MongoDBAtlasVectorSearch#

class llama_index.vector_stores.MongoDBAtlasVectorSearch(mongodb_client: Optional[Any] = None, db_name: str = 'default_db', collection_name: str = 'default_collection', index_name: str = 'default', id_key: str = 'id', embedding_key: str = 'embedding', text_key: str = 'text', metadata_key: str = 'metadata', insert_kwargs: Optional[Dict] = None, **kwargs: Any)#

Bases: VectorStore

MongoDB Atlas Vector Store.

To use, you should have both: - the pymongo python package installed - a connection string associated with a MongoDB Atlas Cluster that has an Atlas Vector Search index

Attributes Summary

client

Return MongoDB client.

flat_metadata

stores_text

Methods Summary

add(nodes, **add_kwargs)

Add nodes to index.

delete(ref_doc_id, **delete_kwargs)

Delete nodes using with ref_doc_id.

query(query, **kwargs)

Query index for top k most similar nodes.

Attributes Documentation

client#

Return MongoDB client.

flat_metadata: bool = True#
stores_text: bool = True#

Methods Documentation

add(nodes: List[BaseNode], **add_kwargs: Any) List[str]#

Add nodes to index.

Parameters

nodes – List[BaseNode]: list of nodes with embeddings

Returns

A List of ids for successfully added nodes.

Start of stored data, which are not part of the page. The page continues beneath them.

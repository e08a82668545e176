//! Run diagnostics.
//!
//! A [`PipelineReport`] is assembled from the stats each stage returns. It is
//! logged at the end of a run and can be written next to the output as JSON.

use serde::Serialize;
use std::fmt;
use tracing::info;

use crate::flags::DecodeStats;
use crate::loader::LoadStats;
use crate::screener::ScreeningStats;
use crate::segmenter::SegmentStats;
use crate::simplifier::SimplifyStats;

/// `part` as a percentage of `whole`; 0 for an empty denominator
pub fn percent(part: usize, whole: usize) -> f64 {
    if whole == 0 {
        0.0
    } else {
        part as f64 / whole as f64 * 100.0
    }
}

fn round2(value: f64) -> f64 {
    (value * 100.0).round() / 100.0
}

#[derive(Debug, Clone, PartialEq, Serialize)]
pub struct PipelineReport {
    pub input: String,
    pub site: String,

    pub invalid_tslc_pct: f64,
    pub duplicate_pct: f64,
    pub invalid_altitude_pct: f64,
    pub invalid_coord_pct: f64,
    pub simplified_pct: f64,
    pub aircraft_count: usize,
    pub flight_count: usize,

    pub invalid_latlon_pct: f64,
    pub invalid_coord_range_pct: f64,
    #[serde(skip_serializing_if = "Option::is_none")]
    pub pressure_altitude_pct: Option<f64>,

    pub data_lines: usize,
    pub malformed_lines: usize,
    pub embedded_headers: usize,
    pub decode_failures: usize,
    pub missing_value_rows: usize,
    pub coercion_failures: usize,
    pub singleton_rows: usize,
    pub singleton_flights: usize,

    pub rows_in: usize,
    pub rows_out: usize,
    pub elapsed_seconds: f64,
}

/// Stats returned by each stage of one run
#[derive(Debug, Clone, Copy)]
pub struct StageStats<'a> {
    pub load: &'a LoadStats,
    pub decode: &'a DecodeStats,
    pub screening: &'a ScreeningStats,
    pub segment: &'a SegmentStats,
    pub simplify: &'a SimplifyStats,
}

impl PipelineReport {
    pub fn new(input: &str, site: &str, stats: StageStats<'_>, elapsed_seconds: f64) -> Self {
        let screening = stats.screening;
        Self {
            input: input.to_string(),
            site: site.to_string(),
            invalid_tslc_pct: round2(screening.invalid_tslc_pct()),
            duplicate_pct: round2(screening.duplicate_pct()),
            invalid_altitude_pct: round2(screening.invalid_altitude_pct()),
            invalid_coord_pct: round2(screening.invalid_coord_pct()),
            simplified_pct: round2(stats.simplify.removed_pct()),
            aircraft_count: stats.simplify.aircraft,
            flight_count: stats.simplify.flights,
            invalid_latlon_pct: round2(screening.invalid_latlon_pct()),
            invalid_coord_range_pct: round2(screening.invalid_coord_range_pct()),
            pressure_altitude_pct: screening.pressure_altitude_pct().map(round2),
            data_lines: stats.load.data_lines,
            malformed_lines: stats.load.malformed_lines,
            embedded_headers: stats.load.embedded_headers,
            decode_failures: stats.decode.decode_failures,
            missing_value_rows: screening.missing_values.removed,
            coercion_failures: screening.coercion_failures.removed,
            singleton_rows: stats.segment.input_rows - stats.simplify.input_rows
                + stats.simplify.singleton_rows,
            singleton_flights: stats.segment.singleton_flights
                + stats.simplify.singleton_flights,
            rows_in: stats.load.records,
            rows_out: stats.simplify.output_rows,
            elapsed_seconds: round2(elapsed_seconds),
        }
    }

    /// Emit the summary through tracing
    pub fn log(&self) {
        info!("{}", self);
        if let Some(pct) = self.pressure_altitude_pct {
            info!("{:.2}% of coerced rows report pressure altitude", pct);
        }
    }
}

impl fmt::Display for PipelineReport {
    fn fmt(&self, f: &mut fmt::Formatter<'_>) -> fmt::Result {
        write!(
            f,
            "{} rows in, {} rows out, {} aircraft, {} flights in {:.2}s; \
             invalid tslc {:.2}%, duplicates {:.2}%, invalid altitude {:.2}%, \
             invalid coordinates {:.2}%, simplified {:.2}%",
            self.rows_in,
            self.rows_out,
            self.aircraft_count,
            self.flight_count,
            self.elapsed_seconds,
            self.invalid_tslc_pct,
            self.duplicate_pct,
            self.invalid_altitude_pct,
            self.invalid_coord_pct,
            self.simplified_pct
        )
    }
}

delete(ref_doc_id: str, **delete_kwargs: Any) None#

Delete nodes using with ref_doc_id.

Parameters

ref_doc_id (str) – The doc_id of the document to delete.

query(query: VectorStoreQuery, **kwargs: Any) VectorStoreQueryResult#

Query index for top k most similar nodes.

Parameters

query – a VectorStoreQuery object.

Returns

A VectorStoreQueryResult containing the results of the query.